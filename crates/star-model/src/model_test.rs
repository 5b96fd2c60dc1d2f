use std::cell::RefCell;
use std::rc::Rc;

use approx::assert_relative_eq;
use stellar::stefan_boltzmann::relative_residual;
use stellar::SpectralType;

use crate::anchor::{AnchorAxis, Resolution};
use crate::config::{InitialState, ModelConfig};
use crate::conventions::Conventions;
use crate::model::{Edit, StarChange, StarModel};

fn legacy() -> StarModel {
    StarModel::with_config(&ModelConfig {
        conventions: Conventions::Legacy,
        ..ModelConfig::default()
    })
}

fn sb_residual(model: &StarModel) -> f64 {
    let s = model.state();
    relative_residual(s.luminosity(), s.radius(), s.temperature())
}

// ============================================================================
// Initial state
// ============================================================================

#[test]
fn default_state() {
    let model = StarModel::new();
    let s = model.state();

    assert_relative_eq!(s.surface_temp_k(), 6000.0);
    assert_relative_eq!(s.color_index_bv(), 0.5918, epsilon = 1e-3);
    assert_eq!(s.spectral_type(), Some(SpectralType::F));
    assert_relative_eq!(s.solar_luminosity(), 1.0);
    assert_relative_eq!(s.luminosity_1e26_w(), 3.828);
    assert_relative_eq!(s.absolute_magnitude(), 4.83);
    assert_relative_eq!(s.solar_radius(), 1.0);
    assert_relative_eq!(s.radius_1e5_km(), 6.9634);

    assert!(s.rad_fixed());
    assert!(!s.temp_fixed());
    assert!(!s.lum_fixed());
}

#[test]
fn initial_state_from_config() {
    let model = StarModel::with_config(&ModelConfig {
        conventions: Conventions::Consistent,
        initial: InitialState {
            surface_temp_k: 3500.0,
            solar_luminosity: 0.5,
            solar_radius: 2.0,
            anchor: AnchorAxis::Temperature,
        },
    });
    let s = model.state();

    assert_eq!(s.spectral_type(), Some(SpectralType::M));
    assert_relative_eq!(s.luminosity_1e26_w(), 1.914);
    assert_relative_eq!(s.radius_1e5_km(), 13.9268);
    assert!(s.temp_fixed());
}

// ============================================================================
// Temperature edits
// ============================================================================

#[test]
fn solar_temperature_with_radius_fixed_gives_solar_luminosity() {
    let mut model = StarModel::new();
    let change = model.set_surface_temp(5778.0).unwrap();

    assert_eq!(
        change.resolution,
        Resolution::Recomputed {
            axis: AnchorAxis::Luminosity
        }
    );
    let s = model.state();
    assert_relative_eq!(s.solar_luminosity(), 1.0, epsilon = 1e-9);
    assert_eq!(s.spectral_type(), Some(SpectralType::G));
    assert_relative_eq!(s.color_index_bv(), 0.656, epsilon = 0.01);
    assert_relative_eq!(s.absolute_magnitude(), 4.83, epsilon = 1e-9);
}

#[test]
fn temperature_edit_with_luminosity_fixed_recomputes_radius() {
    let mut model = StarModel::new();
    model.set_fixed(AnchorAxis::Luminosity, true);
    model.set_surface_temp(3000.0);

    let s = model.state();
    let expected = 1.0 / (3000.0_f64 / 5778.0).powi(2);
    assert_relative_eq!(s.solar_luminosity(), 1.0);
    assert_relative_eq!(s.solar_radius(), expected, max_relative = 1e-12);
    assert_relative_eq!(s.radius_1e5_km(), expected * 6.9634, max_relative = 1e-12);
    assert!(sb_residual(&model) < 1e-6);
}

#[test]
fn color_index_edit_drives_temperature() {
    let mut model = StarModel::new();
    model.set_color_index(0.0);

    let s = model.state();
    let expected_t = 4600.0 * (1.0 / 1.7 + 1.0 / 0.62);
    assert_relative_eq!(s.color_index_bv(), 0.0);
    assert_relative_eq!(s.surface_temp_k(), expected_t, max_relative = 1e-12);
    assert_eq!(s.spectral_type(), Some(SpectralType::B));
    assert!(sb_residual(&model) < 1e-6);
}

// ============================================================================
// Luminosity edits
// ============================================================================

#[test]
fn luminosity_edit_with_radius_fixed_recomputes_temperature() {
    let mut model = StarModel::new();
    model.set_solar_luminosity(10.0);

    let s = model.state();
    assert_relative_eq!(s.luminosity_1e26_w(), 38.28, max_relative = 1e-12);
    assert_relative_eq!(s.absolute_magnitude(), 2.33, epsilon = 1e-9);
    assert_relative_eq!(
        s.surface_temp_k(),
        5778.0 * 10f64.powf(0.25),
        max_relative = 1e-12
    );
    assert_eq!(s.spectral_type(), Some(SpectralType::B));
    assert!(sb_residual(&model) < 1e-6);
}

#[test]
fn luminosity_entry_points_agree() {
    let mut by_solar = StarModel::new();
    let mut by_watts = StarModel::new();
    let mut by_magnitude = StarModel::new();

    by_solar.set_solar_luminosity(100.0);
    by_watts.set_luminosity_1e26_w(382.8);
    by_magnitude.set_absolute_magnitude(-0.17);

    for model in [&by_watts, &by_magnitude] {
        let s = model.state();
        assert_relative_eq!(s.solar_luminosity(), 100.0, max_relative = 1e-9);
        assert_relative_eq!(s.luminosity_1e26_w(), 382.8, max_relative = 1e-9);
        assert_relative_eq!(s.absolute_magnitude(), -0.17, epsilon = 1e-9);
        assert_relative_eq!(
            s.surface_temp_k(),
            by_solar.state().surface_temp_k(),
            max_relative = 1e-9
        );
    }
}

#[test]
fn luminosity_edit_with_temperature_fixed_recomputes_radius() {
    let mut model = StarModel::new();
    model.set_fixed(AnchorAxis::Temperature, true);
    model.set_solar_luminosity(4.0);

    let s = model.state();
    assert_relative_eq!(s.surface_temp_k(), 6000.0);
    assert_relative_eq!(
        s.solar_radius(),
        2.0 / (6000.0_f64 / 5778.0).powi(2),
        max_relative = 1e-12
    );
    assert!(sb_residual(&model) < 1e-6);
}

// ============================================================================
// Radius edits
// ============================================================================

#[test]
fn radius_edit_with_temperature_fixed_recomputes_luminosity() {
    let mut model = StarModel::new();
    model.set_fixed(AnchorAxis::Temperature, true);
    model.set_solar_radius(3.0);

    let s = model.state();
    let expected = 9.0 * (6000.0_f64 / 5778.0).powi(4);
    assert_relative_eq!(s.solar_luminosity(), expected, max_relative = 1e-12);
    assert!(sb_residual(&model) < 1e-6);
}

#[test]
fn radius_edit_with_luminosity_fixed_recomputes_temperature() {
    let mut model = StarModel::new();
    model.set_fixed(AnchorAxis::Luminosity, true);
    model.set_radius_1e5_km(2.0 * 6.9634);

    let s = model.state();
    assert_relative_eq!(s.solar_radius(), 2.0, max_relative = 1e-12);
    assert_relative_eq!(
        s.surface_temp_k(),
        5778.0 * 0.25f64.powf(0.25),
        max_relative = 1e-12
    );
    assert_eq!(s.spectral_type(), Some(SpectralType::K));
}

#[test]
fn recomputed_values_are_not_clamped() {
    let mut model = StarModel::new();
    model.set_fixed(AnchorAxis::Temperature, true);
    model.set_solar_radius(15.0);
    model.set_fixed(AnchorAxis::Radius, true);
    model.set_solar_luminosity(0.3);

    let s = model.state();
    assert!(s.surface_temp_k() < 2400.0);
    assert_eq!(s.spectral_type(), None);
}

// ============================================================================
// Anchor correction
// ============================================================================

#[test]
fn fixing_temperature_then_editing_it_restores_radius_anchor() {
    let mut model = StarModel::new();
    let before = model.state().clone();
    model.set_fixed(AnchorAxis::Temperature, true);
    // Fixing only moves the anchor; nothing is recomputed yet
    assert!(model.state().temp_fixed());
    assert!(!model.state().rad_fixed());
    assert_relative_eq!(model.state().surface_temp_k(), before.surface_temp_k());
    assert_relative_eq!(model.state().solar_luminosity(), before.solar_luminosity());
    assert_relative_eq!(model.state().solar_radius(), before.solar_radius());

    let change = model.set_surface_temp(7000.0).unwrap();
    assert_eq!(
        change.resolution,
        Resolution::Reanchored {
            from: AnchorAxis::Temperature,
            to: AnchorAxis::Radius
        }
    );

    let s = model.state();
    assert!(!s.temp_fixed());
    assert!(s.rad_fixed());
    // Correction does not recompute anything
    assert_relative_eq!(s.surface_temp_k(), 7000.0);
    assert_relative_eq!(s.solar_luminosity(), 1.0);
    assert_relative_eq!(s.solar_radius(), 1.0);
}

#[test]
fn editing_fixed_luminosity_restores_radius_anchor() {
    let mut model = StarModel::new();
    model.set_fixed(AnchorAxis::Luminosity, true);
    model.set_absolute_magnitude(2.0);

    assert!(model.state().rad_fixed());
    assert_relative_eq!(model.state().surface_temp_k(), 6000.0);
}

#[test]
fn editing_fixed_radius_moves_anchor_to_luminosity() {
    let mut model = StarModel::new();
    model.set_solar_radius(4.0);

    let s = model.state();
    assert!(s.lum_fixed());
    assert_relative_eq!(s.solar_radius(), 4.0);
    assert_relative_eq!(s.solar_luminosity(), 1.0);
}

#[test]
fn releasing_flags() {
    let mut model = StarModel::new();

    let change = model.set_fixed(AnchorAxis::Radius, false).unwrap();
    assert_eq!(
        change.resolution,
        Resolution::Reanchored {
            from: AnchorAxis::Radius,
            to: AnchorAxis::Luminosity
        }
    );

    // Temperature is not the anchor, so releasing it is a no-op
    assert!(model.set_fixed(AnchorAxis::Temperature, false).is_none());
    assert!(model.state().lum_fixed());

    model.set_fixed(AnchorAxis::Luminosity, false);
    assert!(model.state().rad_fixed());

    // Fixing the current anchor again changes nothing
    assert!(model.set_fixed(AnchorAxis::Radius, true).is_none());
}

// ============================================================================
// Radius conventions
// ============================================================================

#[test]
fn consistent_radius_round_trip() {
    let mut model = StarModel::new();
    model.set_fixed(AnchorAxis::Temperature, true);
    model.set_solar_radius(2.5);
    assert_relative_eq!(model.state().radius_1e5_km(), 2.5 * 6.9634, max_relative = 1e-12);

    let km = model.state().radius_1e5_km();
    model.set_radius_1e5_km(km);
    assert_relative_eq!(model.state().solar_radius(), 2.5, max_relative = 1e-12);
}

#[test]
fn legacy_radius_round_trip_uses_edit_factor() {
    let mut model = legacy();
    model.set_fixed(AnchorAxis::Temperature, true);
    model.set_solar_radius(2.0);
    assert_relative_eq!(model.state().radius_1e5_km(), 2.0 * 6.6934, max_relative = 1e-12);

    model.set_radius_1e5_km(2.0 * 6.6934);
    assert_relative_eq!(model.state().solar_radius(), 2.0, max_relative = 1e-12);
}

#[test]
fn legacy_recomputed_radius_uses_canonical_factor() {
    let mut model = legacy();
    model.set_fixed(AnchorAxis::Luminosity, true);
    model.set_surface_temp(5778.0);

    let s = model.state();
    assert_relative_eq!(s.solar_radius(), 1.0, max_relative = 1e-12);
    assert_relative_eq!(s.radius_1e5_km(), 6.9634, max_relative = 1e-12);
}

#[test]
fn legacy_luminosity_uses_si_form() {
    let mut model = legacy();
    model.set_surface_temp(5778.0);

    let l = model.state().solar_luminosity();
    assert_relative_eq!(l, 1.0, epsilon = 0.01);
    assert!(l > 1.0);
}

#[test]
fn legacy_temperature_is_linear() {
    let mut model = legacy();
    model.set_solar_luminosity(2.0);
    assert_relative_eq!(model.state().surface_temp_k(), 2.0 * 5778.0, max_relative = 1e-12);
}

// ============================================================================
// Clamping and ignored input
// ============================================================================

#[test]
fn inputs_are_clamped() {
    let mut model = StarModel::new();

    let change = model.set_surface_temp(100_000.0).unwrap();
    assert_eq!(change.edit, Edit::SurfaceTemp(50_000.0));
    assert_eq!(model.state().spectral_type(), Some(SpectralType::O));

    model.set_fixed(AnchorAxis::Temperature, true);
    let change = model.set_solar_radius(0.1).unwrap();
    assert_eq!(change.edit, Edit::SolarRadius(0.5));

    let change = model.set_absolute_magnitude(-20.0).unwrap();
    assert_eq!(change.edit, Edit::AbsoluteMagnitude(-4.5));

    let change = model.set_color_index(5.0).unwrap();
    assert_eq!(change.edit, Edit::ColorIndex(2.98));
}

#[test]
fn km_radius_edits_stay_within_solar_radius_range() {
    let mut model = StarModel::new();
    model.set_fixed(AnchorAxis::Temperature, true);

    model.set_radius_1e5_km(3.3);
    assert_relative_eq!(model.state().solar_radius(), 0.5, max_relative = 1e-12);

    model.set_radius_1e5_km(200.0);
    assert_relative_eq!(model.state().solar_radius(), 15.0, max_relative = 1e-12);
}

#[test]
fn legacy_km_radius_edits_keep_slider_range() {
    let mut model = legacy();
    model.set_fixed(AnchorAxis::Temperature, true);

    let change = model.set_radius_1e5_km(1.0).unwrap();
    assert_eq!(change.edit, Edit::Radius1e5Km(3.3));
    assert!(model.state().solar_radius() < 0.5);
}

#[test]
fn nan_input_is_ignored() {
    let mut model = StarModel::new();
    let before = model.state().clone();

    assert!(model.set_surface_temp(f64::NAN).is_none());
    assert!(model.set_radius_1e5_km(f64::NAN).is_none());
    assert_eq!(model.state(), &before);
}

// ============================================================================
// Observers
// ============================================================================

#[test]
fn observers_see_the_updated_state() {
    let mut model = StarModel::new();
    let seen: Rc<RefCell<Vec<(f64, StarChange)>>> = Rc::new(RefCell::new(Vec::new()));

    let sink = Rc::clone(&seen);
    model.subscribe(move |state: &crate::StarState, change: &StarChange| {
        sink.borrow_mut().push((state.solar_luminosity(), *change));
    });

    model.set_surface_temp(5778.0);
    model.set_surface_temp(f64::NAN);
    model.set_fixed(AnchorAxis::Temperature, false);

    let seen = seen.borrow();
    assert_eq!(seen.len(), 1);
    assert_relative_eq!(seen[0].0, 1.0, epsilon = 1e-9);
    assert_eq!(seen[0].1.edit, Edit::SurfaceTemp(5778.0));
}

#[test]
fn unsubscribe_stops_notifications() {
    let mut model = StarModel::new();
    let count = Rc::new(RefCell::new(0));

    let counter = Rc::clone(&count);
    let id = model.subscribe(move |_: &crate::StarState, _: &StarChange| {
        *counter.borrow_mut() += 1;
    });
    let other = model.subscribe(|_: &crate::StarState, _: &StarChange| {});
    assert_ne!(id, other);

    model.set_solar_luminosity(2.0);
    assert!(model.unsubscribe(id));
    assert!(!model.unsubscribe(id));
    model.set_solar_luminosity(3.0);

    assert_eq!(*count.borrow(), 1);
}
-.-.-
◆ **Work to be completed**
When the word "powf" shows up in a line of the entries, pull that line out.

◆ **Finished exercise**
        5778.0 * 10f64.powf(0.25),
        5778.0 * 0.25f64.powf(0.25),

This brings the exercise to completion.